It should be the same handling as all other types. If it feels clunkier than any other type, you've not found a good design yet. Keep trying new ideas.
1. if err != nil is verbose and distracting and happens a lot. I'd prefer say Ian Lance Taylor's suggestion of something like this where you're just going to return it vs standard boilerplate which has to return other stuff along with the error:
// ? Returns error if non-nil, otherwise continue
data, err := os.ReadFile(path) ?
// Current situation
data, err := os.ReadFile(path)
if err != nil {
return x,y,z,err
}The second is a problem of culture more than anything but the stdlib is to blame:
2. The errors pkg and error interface has very basic string-based errors. This is used throughout the stdlib and of course in a lot of go code so we are forced to interact with it. It also encourages people to string match on errors to identify them etc etc. Yes you can use your own error types and error interfaces but this then creates interop problems and inevitably many pkgs you use return the error interface. I use my own error types, but still have to use error a lot due to stdlib etc. The wrapping they added and the annotation they encourage is also pretty horrible IMO, returning a bunch of concatted strings.
So these are not things that end users of the language can fix. Surely we can do better than this for error handling?
if err != nil is no more or less verbose than if x > y. You may have a point that Go could do branching better in general, but that isn't about errors specifically.
If there is something about errors that happening a lot then that still questions your design. Keep trying new ideas until it isn't happening a lot.

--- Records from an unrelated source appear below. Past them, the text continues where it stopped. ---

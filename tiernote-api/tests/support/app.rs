//! Shared wiring for the API integration tests: a router over in-memory
//! tiers, a live server on an ephemeral port and WebSocket helpers.

use std::net::SocketAddr;
use std::time::Duration;

use axum::Router;
use futures_util::{SinkExt, StreamExt};
use serde_json::Value;
use tiernote_api::{create_api_router, ApiConfig, AppState};
use tiernote_test_utils::fixtures::{memory_store, MemoryTiers};
use tokio::net::TcpStream;
use tokio_tungstenite::tungstenite::Message;
use tokio_tungstenite::{connect_async, MaybeTlsStream, WebSocketStream};

pub type WsClient = WebSocketStream<MaybeTlsStream<TcpStream>>;

const FRAME_TIMEOUT: Duration = Duration::from_secs(5);

pub fn test_config() -> ApiConfig {
    ApiConfig::from_lookup(|_| None).expect("default config")
}

pub fn test_router(threshold: usize) -> (Router, MemoryTiers) {
    test_router_with_config(threshold, &test_config())
}

pub fn test_router_with_config(threshold: usize, config: &ApiConfig) -> (Router, MemoryTiers) {
    let tiers = memory_store(threshold);
    let router = create_api_router(AppState::new(tiers.store.clone()), config);
    (router, tiers)
}

/// Serve the router on 127.0.0.1 with an ephemeral port.
pub async fn spawn_server(threshold: usize) -> (SocketAddr, MemoryTiers) {
    let (router, tiers) = test_router(threshold);
    let listener = tokio::net::TcpListener::bind("127.0.0.1:0")
        .await
        .expect("bind test listener");
    let addr = listener.local_addr().expect("local addr");
    tokio::spawn(async move {
        axum::serve(listener, router).await.expect("serve");
    });
    (addr, tiers)
}

/// Open a client and consume the `connected` greeting.
pub async fn connect(addr: SocketAddr) -> WsClient {
    let (mut ws, _) = connect_async(format!("ws://{}/ws", addr))
        .await
        .expect("websocket handshake");
    let greeting = next_event(&mut ws).await;
    assert_eq!(greeting["type"], "connected");
    ws
}

pub async fn send_json(ws: &mut WsClient, value: Value) {
    ws.send(Message::Text(value.to_string()))
        .await
        .expect("send frame");
}

pub async fn send_raw(ws: &mut WsClient, text: &str) {
    ws.send(Message::Text(text.to_string()))
        .await
        .expect("send frame");
}

/// Next text frame as JSON, skipping control frames.
pub async fn next_event(ws: &mut WsClient) -> Value {
    tokio::time::timeout(FRAME_TIMEOUT, async {
        loop {
            match ws.next().await {
                Some(Ok(Message::Text(text))) => {
                    return serde_json::from_str::<Value>(&text).expect("json frame")
                }
                Some(Ok(_)) => continue,
                Some(Err(e)) => panic!("websocket error: {}", e),
                None => panic!("websocket closed"),
            }
        }
    })
    .await
    .expect("timed out waiting for frame")
}

/// Next two frames, returned as (ack, notesChanged) whatever order they arrive in.
pub async fn ack_and_change(ws: &mut WsClient) -> (Value, Value) {
    let first = next_event(ws).await;
    let second = next_event(ws).await;
    if first["type"] == "ack" {
        (first, second)
    } else {
        (second, first)
    }
}

/// Assert no text frame arrives within `wait`.
pub async fn assert_silent(ws: &mut WsClient, wait: Duration) {
    let result = tokio::time::timeout(wait, async {
        loop {
            match ws.next().await {
                Some(Ok(Message::Text(text))) => return text,
                Some(Ok(_)) => continue,
                _ => std::future::pending::<()>().await,
            }
        }
    })
    .await;
    if let Ok(text) = result {
        panic!("unexpected frame: {}", text);
    }
}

> Surely we can do better than this for error handling?
Surely we can do better for handling of all types? And in theory we can. In practice, it is like the story of generics in Go: Nobody smart enough to figure out a good solution wants to put in the work. Google eventually found a domain expert in generics to bring in as a contractor to come up with a design, but, even assuming Google is still willing to invest a lot of money in the new budget-tightening tech landscape, it is not clear who that person is in this case.
Ian Lance Taylor, as you mention, tried quite hard — with work spanning over many years — in both in both cases to find a solution, which we should commend him for, but that type of design isn't really his primary wheelhouse.
In practice though, there's not nearly as many cases where someone needs to repeat `if x > y { return x }` a bunch of times in the same function. Whether the issue is "about errors" specifically doesn't really change the relatively common view that it's an annoying pattern. It's not surprising that some people might be more interested in fixing the practical annoyance that they deal with every day even if it's not a solution to the general problem that no one has made progress on for over a decade.